With 1.13 release users can create their own tables and views while working on dbt however sync back data from these new tables and views is not supported in this release.

Users need to provide existing domain (schema) name as dbt schema and they will be able to modify and create new tables/views under the schema.

Redshift Column/Table Constraints and Attributes Support

With 1.14 release users can create Redshift datasets with more table constraints and column constraints and attributes. To know more, refer AWS Redshift Create Table documentation.

  • Table Constraints:

    • UNIQUE : Specifies that the column can contain only unique values.
    • PRIMARY KEY : Specifies that the column is the primary key for the table.
    info

    Note Unique and Primary key constraints are informational only and they aren't enforced by the Redshift. Redshift automatically convert columns that defined as PrimaryKey to NOTNULL by default.

  • Column Attributes:
    • IDENTITY : Specifies that the column is an IDENTITY column. To add identity column, user need to provide values for Identity Column Name, Seed and Step Values.
  • Column Constraints:
    • NOT NULL : Specifies that the column isn't allowed to contain null values.

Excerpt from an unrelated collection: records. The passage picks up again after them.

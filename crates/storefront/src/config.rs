//! Storefront configuration loaded from environment variables.
//!
//! # Environment Variables
//!
//! ## Required
//! - `MERCADITO_WHATSAPP_PHONE` - WhatsApp number for checkout links (digits only)
//!
//! ## Optional
//! - `MERCADITO_HOST` - Bind address (default: 127.0.0.1)
//! - `MERCADITO_PORT` - Listen port (default: 3000)
//! - `MERCADITO_BASE_URL` - Public URL for the storefront (default: http://localhost:3000)
//! - `MERCADITO_CATALOG_BACKEND` - `static` (default) or `sheet`
//! - `MERCADITO_SHEET_URL` - Published CSV export URL (required when backend is `sheet`)
//! - `MERCADITO_FETCH_TIMEOUT_SECS` - Timeout for the sheet fetch (default: 10)

use std::net::{IpAddr, SocketAddr};
use std::time::Duration;

use thiserror::Error;
use url::Url;

const DEFAULT_FETCH_TIMEOUT_SECS: &str = "10";

/// Configuration errors that can occur during loading.
#[derive(Debug, Error)]
pub enum ConfigError {
    #[error("Missing environment variable: {0}")]
    MissingEnvVar(String),
    #[error("Invalid environment variable {0}: {1}")]
    InvalidEnvVar(String, String),
}

/// Storefront application configuration.
#[derive(Debug, Clone)]
pub struct StorefrontConfig {
    /// IP address to bind the server to
    pub host: IpAddr,
    /// Port to listen on
    pub port: u16,
    /// Public base URL for the storefront (QR codes point here)
    pub base_url: String,
    /// WhatsApp number receiving checkout messages, digits only
    pub whatsapp_phone: String,
    /// Catalog data source selection
    pub catalog: CatalogConfig,
}

/// Catalog backend selection.
///
/// Both backends produce the same ordered product list; the choice only
/// affects where the data comes from.
#[derive(Debug, Clone)]
pub enum CatalogConfig {
    /// Fixed, hand-authored product table.
    Static,
    /// Published spreadsheet CSV export fetched over HTTP.
    Sheet {
        url: Url,
        fetch_timeout: Duration,
    },
}

impl StorefrontConfig {
    /// Load configuration from environment variables.
    ///
    /// Calls `dotenvy::dotenv()` to load from `.env` file if present.
    ///
    /// # Errors
    ///
    /// Returns `ConfigError` if required variables are missing or invalid.
    pub fn from_env() -> Result<Self, ConfigError> {
        // Load .env file if present (ignore errors if not found)
        let _ = dotenvy::dotenv();

        let host = get_env_or_default("MERCADITO_HOST", "127.0.0.1")
            .parse::<IpAddr>()
            .map_err(|e| ConfigError::InvalidEnvVar("MERCADITO_HOST".to_string(), e.to_string()))?;
        let port = get_env_or_default("MERCADITO_PORT", "3000")
            .parse::<u16>()
            .map_err(|e| ConfigError::InvalidEnvVar("MERCADITO_PORT".to_string(), e.to_string()))?;

        let base_url = get_env_or_default("MERCADITO_BASE_URL", "http://localhost:3000");
        Url::parse(&base_url).map_err(|e| {
            ConfigError::InvalidEnvVar("MERCADITO_BASE_URL".to_string(), e.to_string())
        })?;

        let whatsapp_phone = get_required_env("MERCADITO_WHATSAPP_PHONE")?;
        validate_phone(&whatsapp_phone, "MERCADITO_WHATSAPP_PHONE")?;

        let catalog = CatalogConfig::from_env()?;

        Ok(Self {
            host,
            port,
            base_url,
            whatsapp_phone,
            catalog,
        })
    }

    /// Returns the socket address for binding the server.
    #[must_use]
    pub const fn socket_addr(&self) -> SocketAddr {
        SocketAddr::new(self.host, self.port)
    }
}

impl CatalogConfig {
    fn from_env() -> Result<Self, ConfigError> {
        let kind = get_env_or_default("MERCADITO_CATALOG_BACKEND", "static");
        let sheet_url = get_optional_env("MERCADITO_SHEET_URL");
        let timeout_secs =
            get_env_or_default("MERCADITO_FETCH_TIMEOUT_SECS", DEFAULT_FETCH_TIMEOUT_SECS)
                .parse::<u64>()
                .map_err(|e| {
                    ConfigError::InvalidEnvVar(
                        "MERCADITO_FETCH_TIMEOUT_SECS".to_string(),
                        e.to_string(),
                    )
                })?;

        Self::parse(&kind, sheet_url.as_deref(), timeout_secs)
    }

    fn parse(
        kind: &str,
        sheet_url: Option<&str>,
        timeout_secs: u64,
    ) -> Result<Self, ConfigError> {
        match kind {
            "static" => Ok(Self::Static),
            "sheet" => {
                let raw = sheet_url.ok_or_else(|| {
                    ConfigError::MissingEnvVar("MERCADITO_SHEET_URL".to_string())
                })?;
                let url = Url::parse(raw).map_err(|e| {
                    ConfigError::InvalidEnvVar("MERCADITO_SHEET_URL".to_string(), e.to_string())
                })?;
                Ok(Self::Sheet {
                    url,
                    fetch_timeout: Duration::from_secs(timeout_secs),
                })
            }
            other => Err(ConfigError::InvalidEnvVar(
                "MERCADITO_CATALOG_BACKEND".to_string(),
                format!("unknown backend `{other}` (expected `static` or `sheet`)"),
            )),
        }
    }
}

// =============================================================================
// Helper Functions
// =============================================================================

/// Get a required environment variable.
fn get_required_env(key: &str) -> Result<String, ConfigError> {
    std::env::var(key).map_err(|_| ConfigError::MissingEnvVar(key.to_string()))
}

/// Get an optional environment variable.
fn get_optional_env(key: &str) -> Option<String> {
    std::env::var(key).ok()
}

/// Get an environment variable with a default value.
fn get_env_or_default(key: &str, default: &str) -> String {
    std::env::var(key).unwrap_or_else(|_| default.to_string())
}

/// Validate that a WhatsApp phone number is non-empty digits.
///
/// `wa.me` links take the number in international format without `+`,
/// spaces, or dashes.
fn validate_phone(phone: &str, var_name: &str) -> Result<(), ConfigError> {
    if phone.is_empty() {
        return Err(ConfigError::InvalidEnvVar(
            var_name.to_string(),
            "must not be empty".to_string(),
        ));
    }
    if !phone.chars().all(|c| c.is_ascii_digit()) {
        return Err(ConfigError::InvalidEnvVar(
            var_name.to_string(),
            "must contain digits only (international format, no `+`)".to_string(),
        ));
    }
    Ok(())
}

From Amorphic 2.3 onwards, Users can create Redshift datasets with additional datatypes such as super and varbyte.

Users can utilize the varbinary column type also to store variable-length binary values with a fixed limit starting from Amorphic version 2.5

  • Super:

    • It can store any semistructured data or values.
    • The given values must be appropriately serilaized to Json inorder to be stored properly in the backend
    • We cannot define Super columns as either a distribution or sort key. For more limitations, refer AWS Redshift Super datatype limitations
  • Varbyte:

    • It supports storing binary values
    • CSV, TSV and XLSX treats the given column values in the file as hexadecimal and converts them to binary while storing it in the backend. However it will display the values only in hexadecimal format.
    • For Parquet datatype, data needs to ingested properly for varbyte column by properly converting into hexadecimal. Incorrect format results in an error or value being converted to hexadecimal wrongly and captured in the backend.
    • We cannot define Varbyte columns as sort key for interleaved sort type.
  • Varbinary:

    • This is one of the aliases for the varbyte data type

Redshift Data Conversion Parameters Support

With the release of version 1.14, users will be able to create Redshift datasets with Data Conversion Parameters. When data is loaded into Redshift, Amorphic will implicitly convert strings in the source data to the data type of the target column.

Data Conversion Parameters can be used to specify a conversion that is different from the default behavior, or if the default conversion results in errors when data is loaded into the Redshift database. For more information, please refer to the AWS Data Conversion Parameters documentation.

Below are different Data Conversion Parameters that are supported:

'ACCEPTANYDATE', 'ACCEPTINVCHARS', 'BLANKSASNULL', 'DATEFORMAT', 'EMPTYASNULL', 'ENCODING', 'ESCAPE', 'EXPLICIT_IDS', 'FILLRECORD', 'IGNOREBLANKLINES', 'NULL', 'REMOVEQUOTES', 'ROUNDEC', 'TIMEFORMAT', 'TRIMBLANKS', 'TRUNCATECOLUMNS'
Note

For data conversion parameters DATEFORMAT, TIMEFORMAT and NULL, the user must provide a valid argument. Arguments for ENCODING and ACCEPTINVCHARS are optional. No arguments are required for all other data conversion parameters.

You can find data conversion parameters for Redshift datasets in the Profile section. The picture below shows how to add or edit the data conversion parameters for a Redshift dataset you have registered.

Redshift Data Conversion Parameters

Note

For Redshift use cases with a large number of incoming files, the user should turn ON dataload throttling and set a maximum limit of 90 for redshift.